When you bake at home, the quality of the results you achieve starts with the accuracy of your measurements. How you add ingredients to a recipe will make or break the outcome. Liquids and dry items require different approaches.

If you are ready to show off your skills in the kitchen, then these steps can help you to ensure that all of your measurements are accurate.

How to Measure Flour Correctly
The best way to add flour to a recipe is to spoon it out of the container before leveling it in your measuring cup. If you scoop it out, then you can end up with twice as much product as you need for your baking. Don’t pack it down or tap the measuring cup because that will cause the ingredient to settle. Use a knife to level off the top.

How to Measure Baking Powder and Baking Soda
Before you take the dry ingredient out of its container, it helps to shake it up a little bit. That action will break up any compact spots that could adversely impact the accuracy of your measurement. Then use the appropriate spoon to scoop out the correct amount. Use a knife to level it off.

How to Measure Granulated (White) Sugar
You should scoop out sugar from the bag to ensure that you get the correct amount of this ingredient. Get enough so that the measuring cup overflows inside of the bag, and then level it off with a knife.

How to Measure Brown Sugar Correctly
You can measure brown sugar the same way that you get granulated sugar ready for a recipe. The one exception to that rule is if the recipe instructs you to use a packed measuring cup for this ingredient. Then you would press the sugar into the measurement container until it becomes flush with its surface.

How to Measure Powdered Sugar
Confectioners’ sugar tends to be the ingredient that most home bakers get wrong. Some recipes require you to sift the product, while others want you to add it in a lump. It also matters when the sifting action occurs. You may need to do it after the initial measurement. If the recipe calls for 2 cups of sifted powdered sugar, then you must do the sifting before measuring. If it says you need 2 cups of powdered sugar, sifted, then you would sift after the measurement.

How to Measure Dry Yeast Correctly
The average yeast packet contains 0.25 ounces of this ingredient. That’s equal to about 2.25 teaspoons.
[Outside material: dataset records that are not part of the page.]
//! Retry policy: retriability classification and delay computation
//! (spec.md §4.10).
//!
//! The caller re-enters the entire admission/encode/write/await pipeline on
//! each attempt; this module only classifies errors and computes delays.

use std::time::Duration;

use crate::RpcError;

#[derive(Debug, Clone, Copy, PartialEq, Eq)]
pub enum BackoffMode {
    Fixed,
    Exponential,
}

#[derive(Debug, Clone)]
pub struct RetryConfig {
    pub max_retries: u32,
    pub mode: BackoffMode,
    pub base_delay: Duration,
    pub multiplier: f64,
    pub max_delay: Duration,
}

impl Default for RetryConfig {
    fn default() -> Self {
        Self {
            max_retries: 2,
            mode: BackoffMode::Exponential,
            base_delay: Duration::from_millis(100),
            multiplier: 2.0,
            max_delay: Duration::from_secs(5),
        }
    }
}

/// Retriable transport-level substrings (spec.md §4.10).
const RETRIABLE_NEEDLES: &[&str] = &[
    "Connection refused",
    "Connection reset",
    "No route to host",
];

pub struct RetryPolicy {
    config: RetryConfig,
}

impl RetryPolicy {
    pub fn new(config: RetryConfig) -> Self {
        Self { config }
    }

    pub fn max_retries(&self) -> u32 {
        self.config.max_retries
    }

    /// Connect failures, timeouts, and transport errors matching the
    /// well-known substrings are retriable; business errors never are
    /// (spec.md §4.10, §7).
    pub fn is_retriable(&self, error: &RpcError) -> bool {
        match error {
            RpcError::ConnectTimeout | RpcError::RequestTimeout => true,
            RpcError::TransportError(msg) => RETRIABLE_NEEDLES.iter().any(|n| msg.contains(n)),
            RpcError::CircuitOpen(_) => true,
            _ => false,
        }
    }

    pub fn should_retry(&self, attempt: u32, error: &RpcError) -> bool {
        attempt < self.config.max_retries && self.is_retriable(error)
    }

    /// Delay before `attempt` (0-indexed: the delay awaited before the
    /// *next* try after `attempt` has failed) (spec.md §4.10).
    pub fn retry_delay(&self, attempt: u32) -> Duration {
        match self.config.mode {
            BackoffMode::Fixed => self.config.base_delay,
            BackoffMode::Exponential => {
                let factor = self.config.multiplier.powi(attempt as i32);
                let millis = (self.config.base_delay.as_millis() as f64 * factor) as u64;
                Duration::from_millis(millis).min(self.config.max_delay)
            }
        }
    }
}

impl Default for RetryPolicy {
    fn default() -> Self {
        Self::new(RetryConfig::default())
    }
}

#[cfg(test)]
mod tests {
    use super::*;

    #[test]
    fn connect_and_request_timeouts_are_retriable() {
        let policy = RetryPolicy::default();
        assert!(policy.is_retriable(&RpcError::ConnectTimeout));
        assert!(policy.is_retriable(&RpcError::RequestTimeout));
    }

    #[test]
    fn transport_errors_match_well_known_substrings_only() {
        let policy = RetryPolicy::default();
        assert!(policy.is_retriable(&RpcError::TransportError(
            "Connection refused by peer".into()
        )));
        assert!(!policy.is_retriable(&RpcError::TransportError("disk full".into())));
    }

    #[test]
    fn business_errors_are_never_retriable() {
        let policy = RetryPolicy::default();
        let err = RpcError::BusinessError {
            code: "VALIDATION".into(),
            message: "bad input".into(),
        };
        assert!(!policy.is_retriable(&err));
    }

    #[test]
    fn should_retry_respects_max_retries() {
        let policy = RetryPolicy::new(RetryConfig {
            max_retries: 2,
            ..RetryConfig::default()
        });
        assert!(policy.should_retry(0, &RpcError::ConnectTimeout));
        assert!(policy.should_retry(1, &RpcError::ConnectTimeout));
        assert!(!policy.should_retry(2, &RpcError::ConnectTimeout));
    }

    #[test]
    fn exponential_backoff_grows_and_caps() {
        let policy = RetryPolicy::new(RetryConfig {
            mode: BackoffMode::Exponential,
            base_delay: Duration::from_millis(100),
            multiplier: 2.0,
            max_delay: Duration::from_millis(300),
            ..RetryConfig::default()
        });
        assert_eq!(policy.retry_delay(0), Duration::from_millis(100));
        assert_eq!(policy.retry_delay(1), Duration::from_millis(200));
        assert_eq!(policy.retry_delay(2), Duration::from_millis(300));
        assert_eq!(policy.retry_delay(5), Duration::from_millis(300));
    }

    #[test]
    fn fixed_backoff_never_changes() {
        let policy = RetryPolicy::new(RetryConfig {
            mode: BackoffMode::Fixed,
            base_delay: Duration::from_millis(250),
            ..RetryConfig::default()
        });
        assert_eq!(policy.retry_delay(0), Duration::from_millis(250));
        assert_eq!(policy.retry_delay(4), Duration::from_millis(250));
    }
}
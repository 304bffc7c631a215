//! Abstraction over the external coordination service (etcd, ZooKeeper, or
//! similar), deliberately out of scope for this crate to implement
//! (spec.md §1). Only the operations the registry client needs are modeled.

use async_trait::async_trait;
use tokio::sync::mpsc;

use crate::Result;

/// A coordination-service client capable of ephemeral-sequential node
/// creation, one-shot children reads, and child-watch subscriptions
/// (spec.md §4.5).
#[async_trait]
pub trait Coordinator: Send + Sync {
    /// Creates the persistent parent at `path` if absent, then an ephemeral
    /// sequential child under it carrying `payload`. The coordination
    /// service is responsible for deleting the child when this client
    /// disconnects.
    async fn create_ephemeral_sequential(&self, path: &str, payload: &str) -> Result<()>;

    /// Removes the child under `path` whose payload equals `payload`, if
    /// present.
    async fn remove_child(&self, path: &str, payload: &str) -> Result<()>;

    /// Reads the current children of `path` once.
    async fn children(&self, path: &str) -> Result<Vec<String>>;

    /// Subscribes to child-set changes under `path`; each change sends the
    /// full, current children list on `sender`.
    fn watch_children(&self, path: &str, sender: mpsc::Sender<Vec<String>>);
}
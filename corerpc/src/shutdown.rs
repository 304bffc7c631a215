//! Graceful shutdown: an ordered registry of shutdown hooks run with a
//! global timeout (spec.md §4.16).

use std::sync::atomic::{AtomicBool, Ordering};
use std::sync::{Arc, Mutex};
use std::time::Duration;

use async_trait::async_trait;
use log::{error, warn};

/// A single unit of cleanup run at shutdown (spec.md §4.16).
#[async_trait]
pub trait ShutdownHook: Send + Sync {
    fn name(&self) -> &str;
    /// Smaller runs earlier.
    fn priority(&self) -> i32 {
        0
    }
    /// Per-hook timeout in milliseconds; `0` defers to the registry's
    /// global timeout.
    fn timeout_ms(&self) -> u64 {
        0
    }
    fn should_execute(&self) -> bool {
        true
    }
    async fn shutdown(&self);
}

struct Entry {
    hook: Arc<dyn ShutdownHook>,
}

/// Process-global registry of shutdown hooks (spec.md §4.16, §6). A single
/// process-level sentinel is registered once by the caller; this type
/// itself holds no hidden static state (Design Note in spec.md §9).
pub struct GracefulShutdownManager {
    hooks: Mutex<Vec<Entry>>,
    global_timeout: Duration,
    shutting_down: AtomicBool,
}

impl GracefulShutdownManager {
    pub fn new(global_timeout: Duration) -> Self {
        Self {
            hooks: Mutex::new(Vec::new()),
            global_timeout,
            shutting_down: AtomicBool::new(false),
        }
    }

    pub fn register(&self, hook: Arc<dyn ShutdownHook>) {
        let mut hooks = self.hooks.lock().unwrap();
        hooks.push(Entry { hook });
        hooks.sort_by_key(|e| e.hook.priority());
    }

    /// Runs every eligible hook in priority order, each on its own task, and
    /// waits up to the configured global timeout (spec.md §4.16).
    pub async fn shutdown(&self) {
        if self.shutting_down.swap(true, Ordering::AcqRel) {
            return;
        }
        let hooks: Vec<Arc<dyn ShutdownHook>> = self
            .hooks
            .lock()
            .unwrap()
            .iter()
            .filter(|e| e.hook.should_execute())
            .map(|e| e.hook.clone())
            .collect();

        for hook in hooks {
            let per_hook_timeout = if hook.timeout_ms() > 0 {
                Duration::from_millis(hook.timeout_ms())
            } else {
                self.global_timeout
            };
            let name = hook.name().to_string();
            let task = tokio::spawn(async move { hook.shutdown().await });
            match tokio::time::timeout(per_hook_timeout, task).await {
                Ok(Ok(())) => {}
                Ok(Err(join_err)) => error!("shutdown hook {name} panicked: {join_err}"),
                Err(_) => warn!("shutdown hook {name} exceeded its timeout"),
            }
        }
    }

    /// Executes every eligible hook in the calling context without waiting
    /// for individual completions to be bounded by a timeout (spec.md
    /// §4.16 "forceShutdown").
    pub async fn force_shutdown(&self) {
        self.shutting_down.store(true, Ordering::Release);
        let hooks: Vec<Arc<dyn ShutdownHook>> = self
            .hooks
            .lock()
            .unwrap()
            .iter()
            .filter(|e| e.hook.should_execute())
            .map(|e| e.hook.clone())
            .collect();
        for hook in hooks {
            hook.shutdown().await;
        }
    }

    pub fn is_shutting_down(&self) -> bool {
        self.shutting_down.load(Ordering::Acquire)
    }
}

impl Default for GracefulShutdownManager {
    fn default() -> Self {
        Self::new(Duration::from_secs(30))
    }
}

pub const DEFAULT_SHUTDOWN_TIMEOUT: Duration = Duration::from_secs(30);

#[cfg(test)]
mod tests {
    use super::*;
    use std::sync::atomic::AtomicU32;

    struct RecordingHook {
        name: &'static str,
        priority: i32,
        order: Arc<Mutex<Vec<&'static str>>>,
    }

    #[async_trait]
    impl ShutdownHook for RecordingHook {
        fn name(&self) -> &str {
            self.name
        }
        fn priority(&self) -> i32 {
            self.priority
        }
        async fn shutdown(&self) {
            self.order.lock().unwrap().push(self.name);
        }
    }

    #[tokio::test]
    async fn hooks_run_in_priority_order() {
        let order = Arc::new(Mutex::new(Vec::new()));
        let manager = GracefulShutdownManager::default();
        manager.register(Arc::new(RecordingHook {
            name: "second",
            priority: 10,
            order: order.clone(),
        }));
        manager.register(Arc::new(RecordingHook {
            name: "first",
            priority: 0,
            order: order.clone(),
        }));
        manager.shutdown().await;
        assert_eq!(*order.lock().unwrap(), vec!["first", "second"]);
    }

    struct SlowHook {
        calls: Arc<AtomicU32>,
    }

    #[async_trait]
    impl ShutdownHook for SlowHook {
        fn name(&self) -> &str {
            "slow"
        }
        fn timeout_ms(&self) -> u64 {
            10
        }
        async fn shutdown(&self) {
            self.calls.fetch_add(1, Ordering::Relaxed);
            tokio::time::sleep(Duration::from_secs(5)).await;
        }
    }

    #[tokio::test(start_paused = true)]
    async fn hook_exceeding_its_timeout_does_not_block_shutdown() {
        let calls = Arc::new(AtomicU32::new(0));
        let manager = GracefulShutdownManager::new(Duration::from_secs(30));
        manager.register(Arc::new(SlowHook { calls: calls.clone() }));

        let shutdown = tokio::spawn(async move {
            manager.shutdown().await;
        });
        tokio::time::advance(Duration::from_millis(20)).await;
        shutdown.await.unwrap();
        assert_eq!(calls.load(Ordering::Relaxed), 1);
    }

    #[tokio::test]
    async fn shutdown_is_idempotent() {
        let order = Arc::new(Mutex::new(Vec::new()));
        let manager = GracefulShutdownManager::default();
        manager.register(Arc::new(RecordingHook {
            name: "once",
            priority: 0,
            order: order.clone(),
        }));
        manager.shutdown().await;
        manager.shutdown().await;
        assert_eq!(order.lock().unwrap().len(), 1);
    }

    #[tokio::test]
    async fn hooks_that_decline_to_execute_are_skipped() {
        struct Declining;
        #[async_trait]
        impl ShutdownHook for Declining {
            fn name(&self) -> &str {
                "declining"
            }
            fn should_execute(&self) -> bool {
                false
            }
            async fn shutdown(&self) {
                panic!("should never run");
            }
        }
        let manager = GracefulShutdownManager::default();
        manager.register(Arc::new(Declining));
        manager.shutdown().await;
    }
}
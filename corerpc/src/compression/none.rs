use super::Compressor;

pub struct NoneCompressor;

impl Compressor for NoneCompressor {
    fn tag(&self) -> u8 {
        super::NONE_TAG
    }

    fn name(&self) -> &'static str {
        "none"
    }

    fn threshold(&self) -> usize {
        usize::MAX
    }

    fn compress_raw(&self, input: &[u8]) -> crate::Result<Vec<u8>> {
        Ok(input.to_vec())
    }

    fn decompress_raw(&self, input: &[u8]) -> crate::Result<Vec<u8>> {
        Ok(input.to_vec())
    }

    fn compress(&self, input: &[u8]) -> crate::Result<Vec<u8>> {
        Ok(input.to_vec())
    }
}
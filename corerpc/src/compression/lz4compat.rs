//! LZ4-family compressor, tag 3, threshold 256 bytes (spec.md §4.3). Carries
//! a 4-byte big-endian original-length prefix ahead of the compressed bytes,
//! using the same `lz4`/`liblz4` FFI calls the teacher already links
//! (`LZ4_compress_default` / `LZ4_decompress_safe`).

use crate::RpcError;

use super::Compressor;

pub struct Lz4Compressor;

impl Compressor for Lz4Compressor {
    fn tag(&self) -> u8 {
        super::LZ4_TAG
    }

    fn name(&self) -> &'static str {
        "lz4"
    }

    fn threshold(&self) -> usize {
        256
    }

    fn compress_raw(&self, input: &[u8]) -> crate::Result<Vec<u8>> {
        #[cfg(feature = "compression-lz4")]
        {
            let mut compressed =
                Vec::<u8>::with_capacity(input.len() + (input.len() / 255) + 16 + 1);
            let out_len = unsafe {
                lz4::liblz4::LZ4_compress_default(
                    input.as_ptr() as *const i8,
                    compressed.as_mut_ptr() as *mut i8,
                    input.len() as i32,
                    compressed.capacity() as i32,
                )
            };
            if out_len <= 0 {
                return Err(RpcError::CompressionError(
                    "lz4 compression failed".to_string(),
                ));
            }
            unsafe { compressed.set_len(out_len as usize) };

            let mut out = Vec::with_capacity(4 + compressed.len());
            out.extend_from_slice(&(input.len() as u32).to_be_bytes());
            out.extend_from_slice(&compressed);
            Ok(out)
        }
        #[cfg(not(feature = "compression-lz4"))]
        {
            let _ = input;
            Err(RpcError::CompressionError(
                "lz4 support not compiled in (enable the `compression-lz4` feature)".to_string(),
            ))
        }
    }

    fn decompress_raw(&self, input: &[u8]) -> crate::Result<Vec<u8>> {
        #[cfg(feature = "compression-lz4")]
        {
            if input.len() < 4 {
                return Err(RpcError::DecodeError(
                    "lz4 frame missing length prefix".to_string(),
                ));
            }
            let original_len = u32::from_be_bytes(input[0..4].try_into().unwrap()) as usize;
            let body = &input[4..];
            let mut output = Vec::with_capacity(original_len);
            let out_len = unsafe {
                lz4::liblz4::LZ4_decompress_safe(
                    body.as_ptr() as *const i8,
                    output.as_mut_ptr() as *mut i8,
                    body.len() as i32,
                    output.capacity() as i32,
                )
            };
            if out_len < 0 {
                return Err(RpcError::DecodeError("malformed lz4 frame".to_string()));
            }
            unsafe { output.set_len(out_len as usize) };
            Ok(output)
        }
        #[cfg(not(feature = "compression-lz4"))]
        {
            let _ = input;
            Err(RpcError::DecodeError(
                "lz4 support not compiled in (enable the `compression-lz4` feature)".to_string(),
            ))
        }
    }
}
//! # keel-journal
//!
//! Durable append-only segmented journal.
//!
//! The journal stores an ordered sequence of opaque binary records across a
//! series of fixed-cap segment files. It is the lowest layer of a
//! consensus-replicated log and provides:
//!
//! - Dense, gapless, 1-based record indexing
//! - Per-record CRC32 integrity
//! - Crash recovery that discards torn or corrupted tails
//! - Tail truncation and head reset
//! - A sparse in-memory index to shortcut random-access seeks
//!
//! One writer thread appends through [`Journal`]; any number of
//! [`JournalReader`] cursors iterate concurrently.
//!
//! ## Example
//!
//! ```no_run
//! use keel_journal::{Journal, JournalConfig};
//!
//! # fn main() -> keel_journal::JournalResult<()> {
//! let journal = Journal::open(JournalConfig::new("data/journal"))?;
//! let record = journal.append(b"hello")?;
//! assert_eq!(record.index(), 1);
//!
//! let mut reader = journal.open_reader();
//! while let Some(record) = reader.next()? {
//!     println!("{}: {} bytes", record.index(), record.data().len());
//! }
//! journal.close()?;
//! # Ok(())
//! # }
//! ```

#![warn(missing_docs)]
#![warn(clippy::all)]

pub mod config;
pub mod descriptor;
pub mod error;
pub mod index;
pub mod journal;
pub mod reader;
pub mod record;
pub mod segment;
pub mod writer;

pub use config::JournalConfig;
pub use error::{JournalError, JournalResult};
pub use journal::{Journal, JournalStats};
pub use reader::JournalReader;
pub use record::Record;

pub use keel_common::types::{Asqn, SegmentId};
If your recipe calls for an amount other than these figures, then you’ll need to measure it out by scooping and leveling it. When the instructions call for you to proof the yeast, then that means placing two tablespoons of it (or the amount required) in warm water for about five minutes. If it creates foam, then it is active.

Knowing how to measure your ingredients correctly can help your baking exponentially. Remember these steps for your next recipe to see if you can get better results.